Day 3: Inverted Thinking

Geometric inversion is not necessary, but a property given by it is useful.

Notice that, with respect to the circle, $P$ is the inverse of $R$ and $A$ is the inverse of itself. Hence we can use the similar triangle theorem in inversion to show that $OAP$ is similar to $ORA$ .

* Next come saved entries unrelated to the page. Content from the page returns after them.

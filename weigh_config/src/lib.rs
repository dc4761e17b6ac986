#![cfg_attr(all(not(debug_assertions), not(test)), deny(warnings))]
#![cfg_attr(
    all(not(debug_assertions), not(test)),
    deny(clippy::all, clippy::pedantic, clippy::nursery)
)]
#![allow(clippy::module_name_repetitions, clippy::missing_errors_doc)]
//! Config schema for the scale-session workspace.
//!
//! - `Config` and sub-structs are deserialized from TOML and validated.
//! - Only `[targets]` is mandatory; every other section has defaults that
//!   match the deployed scales.
use serde::Deserialize;
use uuid::Uuid;

/// Slot → advertised name (or identifier) of the scale serving that slot.
#[derive(Debug, Deserialize, Clone)]
pub struct Targets {
    pub slot1: String,
    pub slot2: String,
    pub slot3: String,
}

impl Targets {
    pub fn as_array(&self) -> [&str; 3] {
        [&self.slot1, &self.slot2, &self.slot3]
    }
}

/// GATT identifiers. Absent entries fall back to the built-in profile.
#[derive(Debug, Deserialize, Default, Clone, Copy)]
#[serde(default)]
pub struct Gatt {
    pub service: Option<Uuid>,
    pub user_info: Option<Uuid>,
    pub command: Option<Uuid>,
    pub weight_data: Option<Uuid>,
}

#[derive(Debug, Deserialize, Clone, Copy)]
#[serde(default)]
pub struct Scan {
    /// Give up discovery after this many ms without a matching advertisement.
    pub timeout_ms: u64,
}

impl Default for Scan {
    fn default() -> Self {
        Self { timeout_ms: 8000 }
    }
}

#[derive(Debug, Deserialize, Clone, Copy)]
#[serde(default)]
pub struct LinkCfg {
    /// Max time to wait for a write acknowledgement.
    pub write_timeout_ms: u64,
}

impl Default for LinkCfg {
    fn default() -> Self {
        Self {
            write_timeout_ms: 2000,
        }
    }
}

#[derive(Debug, Deserialize, Clone, Copy)]
#[serde(default)]
pub struct Stability {
    /// Capacity of the reading window (oldest reading dropped beyond this).
    pub window: usize,
    /// Number of most recent readings that must agree.
    pub readings: usize,
    /// Max spread (max - min) of those readings, in grams.
    pub threshold_g: f64,
}

impl Default for Stability {
    fn default() -> Self {
        Self {
            window: 10,
            readings: 5,
            threshold_g: 0.0,
        }
    }
}

#[derive(Debug, Deserialize, Default, Clone)]
#[serde(default)]
pub struct Logging {
    pub file: Option<String>,  // path to .log (JSON lines)
    pub level: Option<String>, // "info","debug"
    /// Log rotation policy: "never" | "daily" | "hourly" (default: never)
    pub rotation: Option<String>,
}

/// Simulated scale used when no radio backend is available.
#[derive(Debug, Deserialize, Clone)]
#[serde(default)]
pub struct Simulator {
    /// Name to advertise. When absent the simulator advertises the target of
    /// the requested slot.
    pub advertised_name: Option<String>,
    pub identifier: String,
    pub advert_interval_ms: u64,
    pub notify_interval_ms: u64,
    /// Weights sent after START; the last one repeats until stopped.
    pub readings: Vec<f64>,
    /// Unrelated devices advertised alongside the scale.
    pub ambient_devices: Vec<String>,
    /// Reject every write with a transport error.
    pub fail_writes: bool,
}

impl Default for Simulator {
    fn default() -> Self {
        Self {
            advertised_name: None,
            identifier: "24:6F:28:AA:00:01".to_string(),
            advert_interval_ms: 100,
            notify_interval_ms: 50,
            readings: vec![0.0, 120.5, 240.1, 249.8, 250.0],
            ambient_devices: vec!["Galaxy Buds".to_string(), "LE-Bose QC35".to_string()],
            fail_writes: false,
        }
    }
}

#[derive(Debug, Deserialize, Clone)]
pub struct Config {
    pub targets: Targets,
    #[serde(default)]
    pub gatt: Gatt,
    #[serde(default)]
    pub scan: Scan,
    #[serde(default)]
    pub link: LinkCfg,
    #[serde(default)]
    pub stability: Stability,
    #[serde(default)]
    pub logging: Logging,
    #[serde(default)]
    pub simulator: Simulator,
}

pub fn load_toml(s: &str) -> Result<Config, toml::de::Error> {
    toml::from_str::<Config>(s)
}

impl Config {
    pub fn validate(&self) -> eyre::Result<()> {
        // Targets
        let targets = self.targets.as_array();
        for (i, t) in targets.iter().enumerate() {
            if t.trim().is_empty() {
                eyre::bail!("targets.slot{} must not be empty", i + 1);
            }
        }
        for i in 0..targets.len() {
            for j in (i + 1)..targets.len() {
                if targets[i] == targets[j] {
                    eyre::bail!(
                        "targets.slot{} and targets.slot{} must be distinct (both '{}')",
                        i + 1,
                        j + 1,
                        targets[i]
                    );
                }
            }
        }

        // GATT: characteristics must differ from each other
        let chars = [self.gatt.user_info, self.gatt.command, self.gatt.weight_data];
        for i in 0..chars.len() {
            for j in (i + 1)..chars.len() {
                if let (Some(a), Some(b)) = (chars[i], chars[j])
                    && a == b
                {
                    eyre::bail!("gatt characteristics must be distinct, {a} is used twice");
                }
            }
        }

        // Scan / link
        if self.scan.timeout_ms == 0 {
            eyre::bail!("scan.timeout_ms must be >= 1");
        }
        if self.scan.timeout_ms > 10 * 60 * 1000 {
            eyre::bail!("scan.timeout_ms is unreasonably large (>10min)");
        }
        if self.link.write_timeout_ms == 0 {
            eyre::bail!("link.write_timeout_ms must be >= 1");
        }

        // Stability
        if self.stability.readings == 0 {
            eyre::bail!("stability.readings must be >= 1");
        }
        if self.stability.window < self.stability.readings {
            eyre::bail!("stability.window must be >= stability.readings");
        }
        if !self.stability.threshold_g.is_finite() || self.stability.threshold_g < 0.0 {
            eyre::bail!("stability.threshold_g must be a finite value >= 0.0");
        }

        // Logging
        if let Some(rot) = self.logging.rotation.as_deref()
            && !matches!(rot, "never" | "daily" | "hourly")
        {
            eyre::bail!("logging.rotation must be one of never|daily|hourly, got '{rot}'");
        }

        // Simulator
        if self.simulator.identifier.trim().is_empty() {
            eyre::bail!("simulator.identifier must not be empty");
        }
        if self.simulator.advert_interval_ms == 0 {
            eyre::bail!("simulator.advert_interval_ms must be >= 1");
        }
        if self.simulator.notify_interval_ms == 0 {
            eyre::bail!("simulator.notify_interval_ms must be >= 1");
        }
        if self.simulator.readings.iter().any(|r| !r.is_finite()) {
            eyre::bail!("simulator.readings must all be finite");
        }

        Ok(())
    }
}
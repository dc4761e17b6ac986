#![cfg_attr(all(not(debug_assertions), not(test)), deny(warnings))]
#![cfg_attr(
    all(not(debug_assertions), not(test)),
    deny(clippy::all, clippy::pedantic, clippy::nursery)
)]
#![allow(clippy::module_name_repetitions, clippy::missing_errors_doc)]
#![cfg_attr(not(test), deny(clippy::unwrap_used, clippy::expect_used))]
//! Scale-session core (transport-agnostic).
//!
//! This crate drives one weighing session against a remote scale. All radio
//! interaction goes through `weigh_traits::Link`; time comes from
//! `weigh_traits::Clock`.
//!
//! ## Architecture
//!
//! - **Registry**: slot → target device (`registry` module)
//! - **Protocol**: USER_INFO / COMMAND / WEIGHT_DATA payloads (`protocol` module)
//! - **Stability**: sliding-window settle detection (`stability` module)
//! - **Discovery**: target matching with a deadline (`scanner` module)
//! - **Connection**: ticketed connect/discovery, writes, subscriptions (`connection` module)
//! - **Session**: the orchestrating state machine (`session` module)
//! - **Runner**: blocking drivers for a whole measurement or a bare scan (`runner` module)

pub mod config;
pub mod connection;
pub mod conversions;
pub mod error;
pub mod link_error;
pub mod mocks;
pub mod protocol;
pub mod registry;
pub mod runner;
pub mod scanner;
pub mod session;
pub mod stability;
pub mod status;

pub use config::SessionCfg;
pub use connection::{Connection, ConnectionState, SessionConnection};
pub use error::{SessionError, SessionResult};
pub use protocol::{Command, GattProfile, Material};
pub use registry::TargetRegistry;
pub use scanner::{DeviceScanner, ScanOutcome, ScanState};
pub use session::{ScaleSession, SessionContext, link_channel};
pub use stability::{StabilityCfg, StabilityDetector};
pub use status::{SessionSnapshot, SessionState, SessionUpdate};
use std::time::Duration;

use thiserror::Error;
use uuid::Uuid;

#[derive(Debug, Error)]
pub enum SimError {
    #[error("not connected")]
    NotConnected,
    #[error("scan already running")]
    ScanBusy,
    #[error("services not discovered yet")]
    NoServices,
    #[error("write acknowledgement timeout after {} ms", .0.as_millis())]
    AckTimeout(Duration),
    #[error("unknown characteristic {0}")]
    UnknownCharacteristic(Uuid),
    #[error("unknown command {0:?}")]
    UnknownCommand(String),
    #[error("event channel closed")]
    ChannelClosed,
}

pub type Result<T> = std::result::Result<T, SimError>;
#[rstest]
#[case(2, "", SessionError::Validation("user id must not be empty".into()))]
#[case(2, "   ", SessionError::Validation("user id must not be empty".into()))]
#[case(4, "u1", SessionError::UnknownSlot(4))]
#[case(0, "u1", SessionError::UnknownSlot(0))]
fn bad_input_fails_before_any_io(
    mut h: Harness,
    #[case] slot: u8,
    #[case] user: &str,
    #[case] expected: SessionError,
) {
    let err = h.session.begin(slot, user, Material::Steel).unwrap_err();
    assert_eq!(err, expected);
    assert!(h.link().calls().is_empty());
    assert_eq!(h.session.state(), SessionState::Idle);
}

#[rstest]
fn user_id_with_separator_is_rejected(mut h: Harness) {
    let err = h.session.begin(1, "a;b", Material::Alu).unwrap_err();
    assert!(matches!(err, SessionError::Validation(_)));
    assert!(h.link().calls().is_empty());
}

#[rstest]
fn user_id_is_trimmed(mut h: Harness) {
    h.session.begin(1, "  u7 ", Material::Plastic).unwrap();
    assert_eq!(h.session.context().unwrap().user_id, "u7");
}

#[rstest]
fn begin_while_in_flight_is_busy(mut h: Harness) {
    h.session.begin(1, "u1", Material::Alu).unwrap();
    assert_eq!(
        h.session.begin(2, "u2", Material::Alu),
        Err(SessionError::SessionBusy)
    );
    assert_eq!(h.link().count(|c| matches!(c, LinkCall::StartScan)), 1);
    assert_eq!(h.session.context().unwrap().slot, 1);
}

#[rstest]
fn no_match_before_deadline_times_out(mut h: Harness) {
    h.session.begin(3, "u1", Material::Alu).unwrap();
    h.send(advert("ESP32_Weigh_1", SCALE_ID));
    h.clock.advance(Duration::from_millis(7_999));
    assert!(h.poll().is_empty());
    assert_eq!(h.session.state(), SessionState::Scanning);

    h.clock.advance(Duration::from_millis(1));
    let updates = h.poll();
    assert_eq!(
        updates,
        vec![SessionUpdate::Aborted(SessionError::TimedOut(
            Duration::from_secs(8)
        ))]
    );
    assert_eq!(h.session.state(), SessionState::Idle);
    assert!(!h.session.is_scanning());
    assert_eq!(h.link().count(|c| matches!(c, LinkCall::StopScan)), 1);
    assert!(h.session.last_error().is_some());
}

#[rstest]
fn only_the_first_match_connects(mut h: Harness) {
    h.session.begin(1, "u1", Material::Alu).unwrap();
    h.send(advert("ESP32_Weigh_1", SCALE_ID));
    h.send(advert("ESP32_Weigh_1", SCALE_ID));
    let found = h
        .poll()
        .into_iter()
        .filter(|u| matches!(u, SessionUpdate::DeviceFound(_)))
        .count();
    assert_eq!(found, 1);
    assert_eq!(h.link().count(|c| matches!(c, LinkCall::Connect { .. })), 1);
    assert_eq!(h.session.state(), SessionState::Connecting);
}

#[rstest]
fn identifier_match_works_without_name(h: Harness) {
    let registry = TargetRegistry::new([SCALE_ID.into(), "B".into(), "C".into()]);
    let (tx, rx) = link_channel();
    let mut session = ScaleSession::with_clock(
        ScriptedLink::new(),
        rx,
        registry,
        SessionCfg::default(),
        h.clock.clone(),
    );
    session.begin(1, "u1", Material::Alu).unwrap();
    tx.send(LinkEvent::Advertisement(DiscoveredDevice::new(SCALE_ID, None)))
        .unwrap();
    session.poll();
    assert_eq!(session.state(), SessionState::Connecting);
}

#[rstest]
fn cancel_mid_connecting_discards_late_success(mut h: Harness) {
    h.session.begin(1, "u1", Material::Alu).unwrap();
    h.send(advert("ESP32_Weigh_1", SCALE_ID));
    h.poll();
    assert_eq!(h.session.state(), SessionState::Connecting);
    let stale = h.link().connect_ticket().unwrap();

    h.session.cancel();
    assert_eq!(h.session.state(), SessionState::Idle);
    assert_eq!(h.link().calls().last(), Some(&LinkCall::Disconnect));

    h.send(LinkEvent::Connected {
        ticket: stale,
        identifier: SCALE_ID.into(),
    });
    assert!(h.poll().is_empty());
    assert_eq!(h.session.state(), SessionState::Idle);
    assert_eq!(
        h.link().count(|c| matches!(c, LinkCall::DiscoverServices { .. })),
        0
    );
}

#[rstest]
fn stale_completion_does_not_leak_into_next_attempt(mut h: Harness) {
    h.session.begin(1, "u1", Material::Alu).unwrap();
    h.send(advert("ESP32_Weigh_1", SCALE_ID));
    h.poll();
    let stale = h.link().connect_ticket().unwrap();
    h.session.cancel();

    h.session.begin(1, "u1", Material::Alu).unwrap();
    h.send(advert("ESP32_Weigh_1", SCALE_ID));
    h.poll();
    let fresh = h.link().connect_ticket().unwrap();
    assert_ne!(stale, fresh);

    h.send(LinkEvent::Connected {
        ticket: stale,
        identifier: SCALE_ID.into(),
    });
    h.poll();
    assert_eq!(h.session.state(), SessionState::Connecting);

    h.send(LinkEvent::Connected {
        ticket: fresh,
        identifier: SCALE_ID.into(),
    });
    h.poll();
    assert_eq!(
        h.link().count(|c| matches!(c, LinkCall::DiscoverServices { .. })),
        1
    );
}

#[rstest]
fn connect_failure_returns_to_idle(mut h: Harness) {
    h.session.begin(1, "u1", Material::Alu).unwrap();
    h.send(advert("ESP32_Weigh_1", SCALE_ID));
    h.poll();
    let ticket = h.link().connect_ticket().unwrap();
    h.send(LinkEvent::ConnectFailed {
        ticket,
        reason: "gatt error 133".into(),
    });
    let updates = h.poll();
    assert_eq!(
        updates.last(),
        Some(&SessionUpdate::Aborted(SessionError::Connect(
            "gatt error 133".into()
        )))
    );
    assert_eq!(h.session.state(), SessionState::Idle);
    assert!(h.session.begin(1, "u1", Material::Alu).is_ok());
}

Therefore $\angle OAP = \angle ORA$ . But since $AOB$ is isosceles, $\angle OAP = 15^{\circ}$ and therefore $\angle ARP = \angle ORA = \boxed{15^{\circ}}.$

Power of P = AP $\times$ PB = OQ $^{2}$ - OP $^{2}$

OQ $^{2}$ - OP $^{2}$ = PQ $^{2}$ [ Since $\triangle$ OPQ is a right triangle

Again, we observe $\triangle$ OPQ $\sim$ $\triangle$ ROQ So, PQ $^{2}$ = OP $\times$ PR Therefore, OP $\times$ PR = AP $\times$ PB

This implies that the points O , A , R , B are concyclic. So $\angle$ ARO = $\angle$ ARP = $\angle$ ABO

Since $\angle$ ABO =150°, $\angle$ ABO = $\angle$ BAO = 15°

So the answer is 15

Brace yourselves.

Let the angles $QOP=\alpha, APR=\beta, AOR=\gamma, ARO=\delta$ . We want to find $\delta$ and know that $\angle OAB=15$ (I'll omit degree signs).

Let's set the scale so that $OQ=1$ . Then, from basic trigonometry, $OP=\cos\alpha, OR=\frac{1}{\cos\alpha}$ . From the law of sines for $\triangle AOP$ , we get $\sin\beta=\frac{\sin15}{\cos\alpha}$ .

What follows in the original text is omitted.